So now I have a good smelling dog _and_ collar/leash. :whoo:


----------



## Sighthounds4me (Nov 7, 2010)

I often just use dog shampoo to wash stinky collars. It cuts the oils, and usually smells really good.

Odoban is a beautiful thing, too!


----------



## Charis (Jul 12, 2009)

Awesome. I've been trying to figure out a way to get Misty's collar to come clean as well. This sounds like it will do the trick.


----------



## Maggie Girl (Feb 27, 2011)

Sighthounds4me said:


> I often just use dog shampoo to wash stinky collars. It cuts the oils, and usually smells really good.
> 
> Odoban is a beautiful thing, too!


What kind of shampoo do you use? I've tried that before but I think we were still using puppy shampoo and it was too weak for the collar-odor, LOL.
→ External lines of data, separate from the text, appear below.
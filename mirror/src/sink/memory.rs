use std::collections::{BTreeMap, BTreeSet};
use std::sync::Arc;

use bytes::Bytes;
use tokio::sync::Mutex;
use tokio::time::Instant;
use tracing::info;

use crate::bail;
use crate::error::{ErrorKind, MirrorResult};
use crate::sink::{TopicConnection, TopicConnector};

#[derive(Debug, Default)]
struct Inner {
    topics: BTreeSet<String>,
    requests: BTreeMap<String, Vec<Vec<Bytes>>>,
    connects: usize,
    closed: usize,
}

/// In-memory topics, for tests and local development.
///
/// Every request sent through a connection is kept as-is so that the request boundaries can
/// be inspected afterwards. Topics are created implicitly by the first request.
#[derive(Debug, Clone, Default)]
pub struct MemoryTopicConnector {
    inner: Arc<Mutex<Inner>>,
}

impl MemoryTopicConnector {
    pub fn new() -> Self {
        Self::default()
    }

    /// Returns the requests received by `topic`, oldest first.
    pub async fn requests(&self, topic: &str) -> Vec<Vec<Bytes>> {
        let inner = self.inner.lock().await;

        inner.requests.get(topic).cloned().unwrap_or_default()
    }

    /// Returns all events received by `topic` in arrival order.
    pub async fn events(&self, topic: &str) -> Vec<Bytes> {
        self.requests(topic).await.into_iter().flatten().collect()
    }

    pub async fn request_count(&self) -> usize {
        let inner = self.inner.lock().await;

        inner.requests.values().map(Vec::len).sum()
    }

    pub async fn topics(&self) -> BTreeSet<String> {
        self.inner.lock().await.topics.clone()
    }

    /// Number of connections opened so far.
    pub async fn connects(&self) -> usize {
        self.inner.lock().await.connects
    }

    /// Number of connections closed so far.
    pub async fn closed(&self) -> usize {
        self.inner.lock().await.closed
    }
}

impl TopicConnector for MemoryTopicConnector {
    type Connection = MemoryTopicConnection;

    async fn connect(&self, topic: &str) -> MirrorResult<MemoryTopicConnection> {
        let mut inner = self.inner.lock().await;
        inner.connects += 1;

        Ok(MemoryTopicConnection {
            topic: topic.to_owned(),
            inner: Arc::clone(&self.inner),
        })
    }

    async fn topic_exists(&self, topic: &str) -> MirrorResult<bool> {
        Ok(self.inner.lock().await.topics.contains(topic))
    }

    async fn create_topic(&self, topic: &str) -> MirrorResult<()> {
        let mut inner = self.inner.lock().await;
        inner.topics.insert(topic.to_owned());

        info!(topic, "created in-memory topic");

        Ok(())
    }
}

/// Connection to one topic of a [`MemoryTopicConnector`].
#[derive(Debug)]
pub struct MemoryTopicConnection {
    topic: String,
    inner: Arc<Mutex<Inner>>,
}

impl TopicConnection for MemoryTopicConnection {
    async fn send_batch(&self, events: Vec<Bytes>, deadline: Instant) -> MirrorResult<()> {
        if Instant::now() >= deadline {
            bail!(
                ErrorKind::SinkTimeout,
                "Topic delivery timed out",
                format!("deadline passed before sending to topic `{}`", self.topic)
            );
        }

        let mut inner = self.inner.lock().await;
        inner.topics.insert(self.topic.clone());
        inner
            .requests
            .entry(self.topic.clone())
            .or_default()
            .push(events);

        Ok(())
    }

    async fn close(&self) -> MirrorResult<()> {
        self.inner.lock().await.closed += 1;

        Ok(())
    }
}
I think that A&H cleaner is all around awesome! It smells really clean and fresh. Besides using it on the collar, I've used it on a spot on the carpet when the dog peed on the floor and it worked great (which is good since it's what it was made for, haha). I've also added a bit of it to my son's laundry once (when he had a nighttime accident) and it totally helped refresh the sheets.


----------



## sassafras (Jun 22, 2010)

I run them through the dishwasher on the top rack.


----------